The Integrated District Evidence to Action (IDEAs) project is an “audit and feedback” intervention, focusing on supporting data-driven decision making to improve application of clinical guidelines. Through systematic assessment with feedback to health professionals on their performance, clinic managers and frontline nurses can adjust their practice in real time, leading to improvements in the coverage and quality of evidence-based clinical interventions that prevent neonatal deaths.

"Resilient and robust health systems are required for better health outcomes, including addressing the major causes of neonatal mortality,” said Dr. Fernandes, who has worked as a clinician and health system leader for Mozambique’s Ministry of Health. “Implementation science is crucial to help identify system bottlenecks and improve the adoption and implementation of evidence-based interventions that can improve service quality and lead to population-level health benefits.”

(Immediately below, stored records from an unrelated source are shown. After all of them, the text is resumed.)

use thiserror::Error;

#[derive(Error, Debug)]
pub enum TubelensError {
    #[error("Not a recognized YouTube video URL: {url}")]
    InvalidUrl { url: String },

    #[error("Video not found: {video_id}")]
    VideoNotFound { video_id: String },

    #[error("YouTube API request failed: {reason}")]
    YouTubeApi { reason: String },

    #[error("No caption track available for {video_id}")]
    NoCaptions { video_id: String },

    #[error("Malformed caption timestamp: {token:?}")]
    MalformedTimestamp { token: String },

    #[error("Comment insights failed: {reason}")]
    InsightsFailed { reason: String },

    #[error("IO error: {0}")]
    IoError(#[from] std::io::Error),

    #[error("JSON parse error: {0}")]
    JsonError(#[from] serde_json::Error),

    #[error("API request failed: {0}")]
    ApiError(#[from] reqwest::Error),

    #[error("Missing API key: {env_var} environment variable is not set")]
    MissingApiKey { env_var: String },
}

pub type Result<T> = std::result::Result<T, TubelensError>;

The recently awarded project applies common implementation science tools to evaluate a six-year program in central Mozambique supported through the Doris Duke Charitable Foundation’s African Health Initiative that scales up a pilot intervention that led to significant improvements in data quality, service readiness and health service outputs.  The current program is being implemented in 12 districts in Manica and Sofala provinces, covering a geographical area with 150 health facilities and 2.8 million residents. District management teams, supported by staff from Health Alliance International, a center of the Department of Global Health, deliver the IDEAs intervention to all public sector health facilities in their areas.

The goal is to develop a model to deliver the IDEA intervention that is led by district management teams to build a strong foundation to scale up the project nationwide.

“The field of implementation science uses methods from diverse disciplines to close the ‘know-do gap,’” Dr. Sherr said. That is, to boost the implementation and scale-up of evidence-based health interventions that lead to improved patient outcomes and, by achieving scale, population-level health benefits.

“By embedding the research into the Ministry of Health structure and applying multiple implementation science methods, the project is designed to translate research findings into policy and strategy development at the provincial and national levels, with the ultimate hope of the project implementation strategy becoming part of routine management practice throughout the country,” Dr. Sherr added.